What you should do> Gather all lines with "impl" from the records.

Data under study>
·····

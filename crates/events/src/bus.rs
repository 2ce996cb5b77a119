//! Event bus abstraction for decoupled UI notification.
//!
//! The store publishes state changes and block notifications through this
//! trait, so the core runs the same way under the CLI, a UI shell or tests.

use std::sync::{Arc, Mutex, MutexGuard};

/// Trait for emitting events to subscribers.
pub trait EventBus: Send + Sync {
    /// Emit an event with a JSON payload.
    ///
    /// # Arguments
    /// * `topic` - Event name/topic (e.g., "protection:state")
    /// * `payload` - JSON payload to emit
    fn emit(&self, topic: &str, payload: serde_json::Value);
}

/// Type alias for shared event bus reference.
pub type EventBusRef = Arc<dyn EventBus>;

/// In-memory event bus that captures all emitted events for inspection.
#[derive(Default)]
pub struct InMemoryEventBus {
    events: Mutex<Vec<EmittedEvent>>,
}

/// A captured event from InMemoryEventBus.
#[derive(Debug, Clone)]
pub struct EmittedEvent {
    pub topic: String,
    pub payload: serde_json::Value,
}

impl InMemoryEventBus {
    pub fn new() -> Self {
        Self::default()
    }

    fn guard(&self) -> MutexGuard<'_, Vec<EmittedEvent>> {
        self.events.lock().unwrap_or_else(|poisoned| poisoned.into_inner())
    }

    /// Get all captured events.
    pub fn events(&self) -> Vec<EmittedEvent> {
        self.guard().clone()
    }

    /// Get events for a specific topic.
    pub fn events_for(&self, topic: &str) -> Vec<EmittedEvent> {
        self.guard()
            .iter()
            .filter(|e| e.topic == topic)
            .cloned()
            .collect()
    }

    pub fn clear(&self) {
        self.guard().clear();
    }

    pub fn len(&self) -> usize {
        self.guard().len()
    }

    pub fn is_empty(&self) -> bool {
        self.guard().is_empty()
    }
}

impl EventBus for InMemoryEventBus {
    fn emit(&self, topic: &str, payload: serde_json::Value) {
        self.guard().push(EmittedEvent {
            topic: topic.to_string(),
            payload,
        });
    }
}

/// Event bus that discards everything.
pub struct NullEventBus;

impl EventBus for NullEventBus {
    fn emit(&self, _topic: &str, _payload: serde_json::Value) {}
}

#[cfg(test)]
mod tests {
    use super::*;
    use serde_json::json;

    #[test]
    fn test_in_memory_event_bus() {
        let bus = InMemoryEventBus::new();

        bus.emit("protection:state", json!({"active": true}));
        bus.emit("protection:content_blocked", json!({"platform": "TikTok"}));
        bus.emit("protection:state", json!({"active": false}));

        assert_eq!(bus.len(), 3);
        assert_eq!(bus.events_for("protection:state").len(), 2);
        assert_eq!(bus.events_for("protection:content_blocked").len(), 1);
        assert_eq!(bus.events_for("missing").len(), 0);
    }

    #[test]
    fn test_in_memory_event_bus_clear() {
        let bus = InMemoryEventBus::new();

        bus.emit("protection:state", json!({}));
        assert!(!bus.is_empty());

        bus.clear();
        assert!(bus.is_empty());
    }

    #[test]
    fn test_null_event_bus() {
        let bus = NullEventBus;
        bus.emit("protection:state", json!({"data": "ignored"}));
    }
}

·····

Solution to this exercise>
impl InMemoryEventBus {
impl EventBus for InMemoryEventBus {
impl EventBus for NullEventBus {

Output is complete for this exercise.